Join in on Twitter with #oxmartintalks

About the speaker

Professor Kevin Marsh is the Professor of Tropical Medicine in the Nuffield Department of Medicine at the University of Oxford and Principal Investigator at the KEMRI Wellcome Trust Research Programme on immunity to malaria, where he was Director from its inception until August 2014.

He qualified in medicine at the University of Liverpool and, after undertaking specialist training as a physician, began his research career at the Medical Research Council Unit in the Gambia working on the immunology of malaria. From 1985-89 he was at the Institute of Molecular Medicine in Oxford and in 1989 established with colleagues a series of research projects on the clinical epidemiology and immunology of malaria at Kilifi on the Kenyan coast. These have subsequently developed into the current programme at KEMRI. The programme's research is multidisciplinary and ranges from community based epidemiology, through bedside clinical research and basic sciences to social science, health systems and policy research applied to all major causes of morbidity in east Africa.
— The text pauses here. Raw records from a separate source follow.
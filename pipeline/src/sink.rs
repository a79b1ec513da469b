use std::marker::PhantomData;
use std::sync::Arc;

use async_trait::async_trait;
use tokio::io::{AsyncWrite, AsyncWriteExt};
use tokio::sync::Mutex;

use crate::payload::Payload;

/// Opaque error type for sink failures. Sinks wrap whatever underlying I/O
/// error they encounter; the pipeline only needs `Display` + `Error`.
pub type SinkError = Box<dyn std::error::Error + Send + Sync>;

/// A payload that failed (or succeeded) at the sink, reported back over the
/// optional result channel.
#[derive(Debug)]
pub struct SinkResult<T> {
    pub payload: Payload<T>,
    pub error: Option<SinkError>,
}

/// The pipeline's only externally-observable write boundary. Implementations
/// must be safe to call concurrently with `close` only ever called once, at
/// teardown.
#[async_trait]
pub trait Sink<T>: Send + Sync {
    async fn write(&self, payload: &Payload<T>) -> Result<(), SinkError>;
    async fn close(&self) -> Result<(), SinkError>;
}

/// Wraps any `AsyncWrite`. `close` flushes but does not shut the writer down,
/// matching a generic writer's lifetime usually being owned elsewhere.
pub struct WriterSink<T, W> {
    writer: Mutex<W>,
    _marker: PhantomData<fn() -> T>,
}

impl<T, W> WriterSink<T, W>
where
    W: AsyncWrite + Unpin + Send,
{
    pub fn new(writer: W) -> Self {
        Self {
            writer: Mutex::new(writer),
            _marker: PhantomData,
        }
    }
}

#[async_trait]
impl<T, W> Sink<T> for WriterSink<T, W>
where
    T: Send + Sync,
    W: AsyncWrite + Unpin + Send,
{
    async fn write(&self, payload: &Payload<T>) -> Result<(), SinkError> {
        let mut writer = self.writer.lock().await;
        writer.write_all(payload.bytes()).await?;
        Ok(())
    }

    async fn close(&self) -> Result<(), SinkError> {
        let mut writer = self.writer.lock().await;
        writer.flush().await?;
        Ok(())
    }
}

/// Append-mode file sink. Unlike `WriterSink`, `close` syncs the file to disk
/// and shuts the handle down, since the sink owns the file for its whole
/// lifetime.
pub struct FileSink<T> {
    file: Mutex<tokio::fs::File>,
    _marker: PhantomData<fn() -> T>,
}

impl<T> FileSink<T> {
    pub async fn create(path: impl AsRef<std::path::Path>) -> std::io::Result<Self> {
        let file = tokio::fs::OpenOptions::new()
            .create(true)
            .append(true)
            .open(path)
            .await?;
        Ok(Self {
            file: Mutex::new(file),
            _marker: PhantomData,
        })
    }
}

#[async_trait]
impl<T> Sink<T> for FileSink<T>
where
    T: Send + Sync,
{
    async fn write(&self, payload: &Payload<T>) -> Result<(), SinkError> {
        let mut file = self.file.lock().await;
        file.write_all(payload.bytes()).await?;
        Ok(())
    }

    async fn close(&self) -> Result<(), SinkError> {
        let mut file = self.file.lock().await;
        file.sync_all().await?;
        file.shutdown().await?;
        Ok(())
    }
}

/// A sink writing to the process's standard output.
pub fn stdout_sink<T>() -> Arc<dyn Sink<T>>
where
    T: Send + Sync + 'static,
{
    Arc::new(WriterSink::new(tokio::io::stdout()))
}

#[cfg(test)]
mod tests {
    use super::*;
    use crate::metadata::Metadata;
    use bytes::Bytes;
    use std::sync::Arc as StdArc;

    #[tokio::test]
    async fn writer_sink_appends_bytes_and_flush_on_close_is_a_noop() {
        let buffer: Vec<u8> = Vec::new();
        let sink: WriterSink<(), Vec<u8>> = WriterSink::new(buffer);
        let payload = Payload::<()>::new(StdArc::new(Metadata::default()), Bytes::from_static(b"hello\n"));
        sink.write(&payload).await.unwrap();
        sink.close().await.unwrap();
    }

    #[tokio::test]
    async fn file_sink_creates_and_appends() {
        let dir = tempfile::tempdir().unwrap();
        let path = dir.path().join("events.log");
        let sink: FileSink<()> = FileSink::create(&path).await.unwrap();
        let payload = Payload::<()>::new(StdArc::new(Metadata::default()), Bytes::from_static(b"a\n"));
        sink.write(&payload).await.unwrap();
        sink.close().await.unwrap();

        let contents = tokio::fs::read(&path).await.unwrap();
        assert_eq!(contents, b"a\n");
    }
}
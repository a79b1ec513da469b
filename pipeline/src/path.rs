//! Dot-notation JSON path get/set, used by `LookupRule`.
//!
//! `resolve_path` mirrors the get-only helper used elsewhere in the
//! surrounding codebase for topic field extraction; `set_path` is its
//! write-side counterpart, creating intermediate objects as needed.

use serde_json::Value;

pub(crate) fn resolve_path<'a>(value: &'a Value, path: &str) -> Option<&'a Value> {
    let mut current = value;
    for segment in path.split('.') {
        current = current.get(segment)?;
    }
    Some(current)
}

pub(crate) fn set_path(value: &mut Value, path: &str, new_value: Value) -> Result<(), String> {
    let segments: Vec<&str> = path.split('.').collect();
    set_path_segments(value, &segments, new_value)
}

fn set_path_segments(value: &mut Value, segments: &[&str], new_value: Value) -> Result<(), String> {
    let (head, rest) = segments
        .split_first()
        .ok_or_else(|| "empty json path".to_string())?;

    if head.is_empty() {
        return Err("empty path segment".to_string());
    }

    if !value.is_object() {
        *value = Value::Object(serde_json::Map::new());
    }
    let obj = value
        .as_object_mut()
        .expect("value was just coerced into an object");

    if rest.is_empty() {
        obj.insert((*head).to_string(), new_value);
        return Ok(());
    }

    let entry = obj
        .entry((*head).to_string())
        .or_insert_with(|| Value::Object(serde_json::Map::new()));
    set_path_segments(entry, rest, new_value)
}

#[cfg(test)]
mod tests {
    use super::*;
    use serde_json::json;

    #[test]
    fn resolve_path_walks_nested_objects() {
        let value = json!({ "customer": { "id": "123" } });
        assert_eq!(resolve_path(&value, "customer.id"), Some(&json!("123")));
    }

    #[test]
    fn resolve_path_returns_none_for_missing_segment() {
        let value = json!({ "customer": { "id": "123" } });
        assert_eq!(resolve_path(&value, "customer.name"), None);
    }

    #[test]
    fn set_path_creates_missing_intermediate_objects() {
        let mut value = json!({ "method": "GET", "customer": { "id": "123" } });
        set_path(&mut value, "customer.details.name", json!("Big Company")).unwrap();
        set_path(&mut value, "customer.details.plan", json!("Premium")).unwrap();
        assert_eq!(
            value,
            json!({
                "method": "GET",
                "customer": {
                    "id": "123",
                    "details": { "name": "Big Company", "plan": "Premium" }
                }
            })
        );
    }
}
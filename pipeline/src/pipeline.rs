use std::sync::Arc;
use std::time::Duration;

use serde::de::DeserializeOwned;
use serde::Serialize;
use tokio::sync::{mpsc, Mutex};
use tokio::task::JoinHandle;

use crate::adapter::spawn_adapter;
use crate::clock::{Clock, WallClock};
use crate::error::PipelineError;
use crate::event::RawEvent;
use crate::processor::{spawn_processor, ProcessorHandle};
use crate::rule::Rule;
use crate::sender::{spawn_sender, SenderHandle, DEFAULT_QUEUE_CAPACITY};
use crate::sink::{Sink, SinkResult};
use crate::strategy::batch::{spawn_batch_strategy, BatchHandle};
use crate::strategy::stream::{spawn_stream_strategy, StreamHandle};
use crate::strategy::SendingStrategyConfig;

/// The default deadline a `flush`/`stop` step waits before giving up on a
/// single stage's acknowledgement.
pub const DEFAULT_FLUSH_TIMEOUT: Duration = Duration::from_secs(30);

/// How surviving events are converted to payloads. An internal mirror of
/// `SendingStrategyConfig` that also carries the running stage's flush
/// handle, once started.
enum StrategyHandle {
    Stream(StreamHandle),
    Batch(BatchHandle),
}

impl StrategyHandle {
    async fn flush(&self, timeout: Duration) -> Result<(), PipelineError> {
        match self {
            StrategyHandle::Stream(h) => h.flush(timeout).await,
            StrategyHandle::Batch(h) => h.flush(timeout).await,
        }
    }
}

/// Builder for a pipeline's fixed configuration. Construct with `new`, chain
/// `with_*` calls, then hand to `Pipeline::new`.
pub struct PipelineConfig<T> {
    rules: Vec<Box<dyn Rule<T>>>,
    sink: Arc<dyn Sink<T>>,
    result_tx: Option<mpsc::Sender<SinkResult<T>>>,
    sending_strategy: SendingStrategyConfig,
    clock: Arc<dyn Clock>,
    queue_capacity: usize,
}

impl<T> PipelineConfig<T>
where
    T: Send + Sync + 'static,
{
    pub fn new(sink: Arc<dyn Sink<T>>) -> Self {
        Self {
            rules: Vec::new(),
            sink,
            result_tx: None,
            sending_strategy: SendingStrategyConfig::Stream,
            clock: Arc::new(WallClock),
            queue_capacity: DEFAULT_QUEUE_CAPACITY,
        }
    }

    pub fn with_rules(mut self, rules: Vec<Box<dyn Rule<T>>>) -> Self {
        self.rules = rules;
        self
    }

    pub fn with_result_channel(mut self, result_tx: mpsc::Sender<SinkResult<T>>) -> Self {
        self.result_tx = Some(result_tx);
        self
    }

    pub fn with_sending_strategy(mut self, strategy: SendingStrategyConfig) -> Self {
        self.sending_strategy = strategy;
        self
    }

    pub fn with_clock(mut self, clock: Arc<dyn Clock>) -> Self {
        self.clock = clock;
        self
    }

    pub fn with_queue_capacity(mut self, capacity: usize) -> Self {
        self.queue_capacity = capacity;
        self
    }
}

struct Running<T> {
    raw_tx: mpsc::Sender<RawEvent<T>>,
    adapter_handle: JoinHandle<()>,
    processor_handle: JoinHandle<()>,
    processor_flush: ProcessorHandle,
    strategy_handle: JoinHandle<()>,
    strategy_flush: StrategyHandle,
    sender_handle: JoinHandle<()>,
    sender_flush: SenderHandle,
    sink: Arc<dyn Sink<T>>,
}

enum State<T> {
    Idle(PipelineConfig<T>),
    Running(Running<T>),
    Stopped,
}

/// A running (or not yet started) event pipeline: Adapter → Processor →
/// Strategy → Sender. One `write` call per event; `start`/`stop` bracket the
/// pipeline's lifetime, `flush` nudges every stage to drain ahead of
/// schedule without tearing anything down.
pub struct Pipeline<T> {
    state: Mutex<Option<State<T>>>,
}

impl<T> Pipeline<T>
where
    T: Serialize + DeserializeOwned + Send + Sync + 'static,
{
    pub fn new(config: PipelineConfig<T>) -> Self {
        Self {
            state: Mutex::new(Some(State::Idle(config))),
        }
    }

    /// Spawns every stage and wires the channels between them. Panics if
    /// called more than once on the same pipeline.
    pub async fn start(&self) {
        let mut guard = self.state.lock().await;
        let config = match guard.take() {
            Some(State::Idle(config)) => config,
            Some(other) => {
                *guard = Some(other);
                panic!("pipeline already started");
            }
            None => panic!("pipeline already started"),
        };

        let (raw_tx, raw_rx) = mpsc::channel::<RawEvent<T>>(1);
        let (event_tx, event_rx) = mpsc::channel(1);
        let (strategy_in_tx, strategy_in_rx) = mpsc::channel(1);
        let (payload_tx, payload_rx) = mpsc::channel(config.queue_capacity);

        let adapter_handle = spawn_adapter(raw_rx, event_tx, config.clock.clone());
        let (processor_handle, processor_flush) =
            spawn_processor(config.rules, event_rx, strategy_in_tx);

        let (strategy_handle, strategy_flush) = match config.sending_strategy {
            SendingStrategyConfig::Stream => {
                let (h, flush) = spawn_stream_strategy(strategy_in_rx, payload_tx);
                (h, StrategyHandle::Stream(flush))
            }
            SendingStrategyConfig::Batch {
                buffer_limit_bytes,
                flush_interval,
            } => {
                let (h, flush) = spawn_batch_strategy(
                    strategy_in_rx,
                    payload_tx,
                    buffer_limit_bytes,
                    flush_interval,
                    config.clock.clone(),
                );
                (h, StrategyHandle::Batch(flush))
            }
        };

        let (sender_handle, sender_flush) =
            spawn_sender(payload_rx, config.sink.clone(), config.result_tx);

        *guard = Some(State::Running(Running {
            raw_tx,
            adapter_handle,
            processor_handle,
            processor_flush,
            strategy_handle,
            strategy_flush,
            sender_handle,
            sender_flush,
            sink: config.sink,
        }));
    }

    /// Submits a raw event to the pipeline. Holds the state lock for the
    /// duration of the send, serializing concurrent writers through the
    /// ingest channel, as the pipeline offers no other backpressure signal.
    pub async fn write(&self, raw: RawEvent<T>) -> Result<(), PipelineError> {
        let guard = self.state.lock().await;
        match guard.as_ref() {
            Some(State::Running(running)) => running
                .raw_tx
                .send(raw)
                .await
                .map_err(|_| PipelineError::Stopped),
            _ => Err(PipelineError::Stopped),
        }
    }

    /// Nudges every stage to drain one step ahead of schedule without
    /// tearing the pipeline down.
    pub async fn flush(&self) -> Result<(), PipelineError> {
        self.flush_with_timeout(DEFAULT_FLUSH_TIMEOUT).await
    }

    pub async fn flush_with_timeout(&self, timeout: Duration) -> Result<(), PipelineError> {
        let guard = self.state.lock().await;
        match guard.as_ref() {
            Some(State::Running(running)) => {
                running.processor_flush.flush(timeout).await?;
                running.strategy_flush.flush(timeout).await?;
                running.sender_flush.flush(timeout).await
            }
            _ => Err(PipelineError::Stopped),
        }
    }

    /// Tears the pipeline down: flushes every stage, closes each channel hop
    /// in order, awaits every stage's task, and closes the sink. Every step
    /// runs regardless of earlier failures; their errors are aggregated.
    pub async fn stop(&self) -> Result<(), PipelineError> {
        self.stop_with_timeout(DEFAULT_FLUSH_TIMEOUT).await
    }

    pub async fn stop_with_timeout(&self, timeout: Duration) -> Result<(), PipelineError> {
        let mut guard = self.state.lock().await;
        let running = match guard.take() {
            Some(State::Running(running)) => running,
            Some(State::Idle(_)) => {
                *guard = Some(State::Stopped);
                return Err(PipelineError::Stopped);
            }
            Some(State::Stopped) | None => {
                *guard = Some(State::Stopped);
                return Err(PipelineError::AlreadyStopped);
            }
        };

        let mut errors = Vec::new();

        if let Err(err) = running.processor_flush.flush(timeout).await {
            errors.push(err);
        }
        if let Err(err) = running.strategy_flush.flush(timeout).await {
            errors.push(err);
        }
        if let Err(err) = running.sender_flush.flush(timeout).await {
            errors.push(err);
        }

        drop(running.raw_tx);
        if let Err(err) = running.adapter_handle.await {
            tracing::error!(error = %err, "adapter task panicked");
        }
        if let Err(err) = running.processor_handle.await {
            tracing::error!(error = %err, "processor task panicked");
        }
        if let Err(err) = running.strategy_handle.await {
            tracing::error!(error = %err, "strategy task panicked");
        }
        if let Err(err) = running.sender_handle.await {
            tracing::error!(error = %err, "sender task panicked");
        }

        if let Err(err) = running.sink.close().await {
            errors.push(PipelineError::SinkClose(err));
        }

        *guard = Some(State::Stopped);

        if errors.is_empty() {
            Ok(())
        } else {
            Err(PipelineError::Teardown(errors))
        }
    }
}

#[cfg(test)]
mod tests {
    use super::*;
    use crate::rule::{FnRule, RuleResult, RuleVariant};
    use crate::sink::Sink;
    use async_trait::async_trait;
    use bytes::Bytes;
    use serde::{Deserialize, Serialize};

    #[derive(Serialize, Deserialize, Clone, Debug, PartialEq)]
    struct Msg {
        n: u32,
    }

    struct BufferSink(tokio::sync::Mutex<Vec<Bytes>>);

    #[async_trait]
    impl Sink<Msg> for BufferSink {
        async fn write(&self, payload: &crate::payload::Payload<Msg>) -> Result<(), crate::sink::SinkError> {
            self.0.lock().await.push(payload.bytes().clone());
            Ok(())
        }
        async fn close(&self) -> Result<(), crate::sink::SinkError> {
            Ok(())
        }
    }

    #[tokio::test]
    async fn stream_pipeline_delivers_every_event_to_the_sink() {
        let sink = Arc::new(BufferSink(tokio::sync::Mutex::new(Vec::new())));
        let config = PipelineConfig::new(sink.clone() as Arc<dyn Sink<Msg>>);
        let pipeline = Pipeline::new(config);
        pipeline.start().await;

        pipeline.write(RawEvent::new(Msg { n: 1 })).await.unwrap();
        pipeline.write(RawEvent::new(Msg { n: 2 })).await.unwrap();

        pipeline.stop().await.unwrap();

        let written = sink.0.lock().await;
        assert_eq!(written.len(), 2);
        assert_eq!(written[0].as_ref(), b"{\"n\":1}\n");
    }

    #[tokio::test]
    async fn dropped_events_never_reach_the_sink() {
        let sink = Arc::new(BufferSink(tokio::sync::Mutex::new(Vec::new())));
        let rules: Vec<Box<dyn Rule<Msg>>> = vec![Box::new(FnRule::new(
            RuleVariant::Filter,
            |evt: &mut crate::event::Event<Msg>| RuleResult::Filter {
                drop: evt.content().n % 2 == 0,
                reason: "even".into(),
            },
        ))];
        let config = PipelineConfig::new(sink.clone() as Arc<dyn Sink<Msg>>).with_rules(rules);
        let pipeline = Pipeline::new(config);
        pipeline.start().await;

        pipeline.write(RawEvent::new(Msg { n: 1 })).await.unwrap();
        pipeline.write(RawEvent::new(Msg { n: 2 })).await.unwrap();

        pipeline.stop().await.unwrap();

        let written = sink.0.lock().await;
        assert_eq!(written.len(), 1);
        assert_eq!(written[0].as_ref(), b"{\"n\":1}\n");
    }

    #[tokio::test]
    async fn write_after_stop_fails() {
        let sink = Arc::new(BufferSink(tokio::sync::Mutex::new(Vec::new())));
        let config = PipelineConfig::new(sink as Arc<dyn Sink<Msg>>);
        let pipeline = Pipeline::new(config);
        pipeline.start().await;
        pipeline.stop().await.unwrap();

        let result = pipeline.write(RawEvent::new(Msg { n: 1 })).await;
        assert!(matches!(result, Err(PipelineError::Stopped)));
    }

    #[tokio::test]
    #[should_panic(expected = "already started")]
    async fn start_twice_panics() {
        let sink = Arc::new(BufferSink(tokio::sync::Mutex::new(Vec::new())));
        let config = PipelineConfig::new(sink as Arc<dyn Sink<Msg>>);
        let pipeline = Pipeline::new(config);
        pipeline.start().await;
        pipeline.start().await;
    }
}
//! Converts the processor's surviving `Event<T>` stream into `Payload<T>`s
//! for the Sender, using one of two strategies.

pub(crate) mod batch;
pub(crate) mod stream;

use std::time::Duration;

/// How events are grouped before being handed to the Sender.
pub enum SendingStrategyConfig {
    /// Every surviving event becomes its own payload, immediately.
    Stream,
    /// Events accumulate until `buffer_limit_bytes` is reached or
    /// `flush_interval` elapses since the last flush, whichever is first.
    Batch {
        buffer_limit_bytes: usize,
        flush_interval: Duration,
    },
}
He is chair of the WHO Malaria Policy Advisory Committee recently established to advise the Director General of the WHO on malaria. Professor Marsh has a particular interest in developing and strengthening research capacity and scientific leadership in Africa. He is a member of a number of international advisory committees relating to malaria and to global health research. Kevin Marsh has a broad interest in clinical, epidemiological and immunological aspects of malaria. His specialist interest is in how people acquire immunity to malaria and the team he established in Kilifi have made major contributions to this field. He is currently leading the development of a programme of experimental malaria challenge to support vaccine development and testing in Nairobi.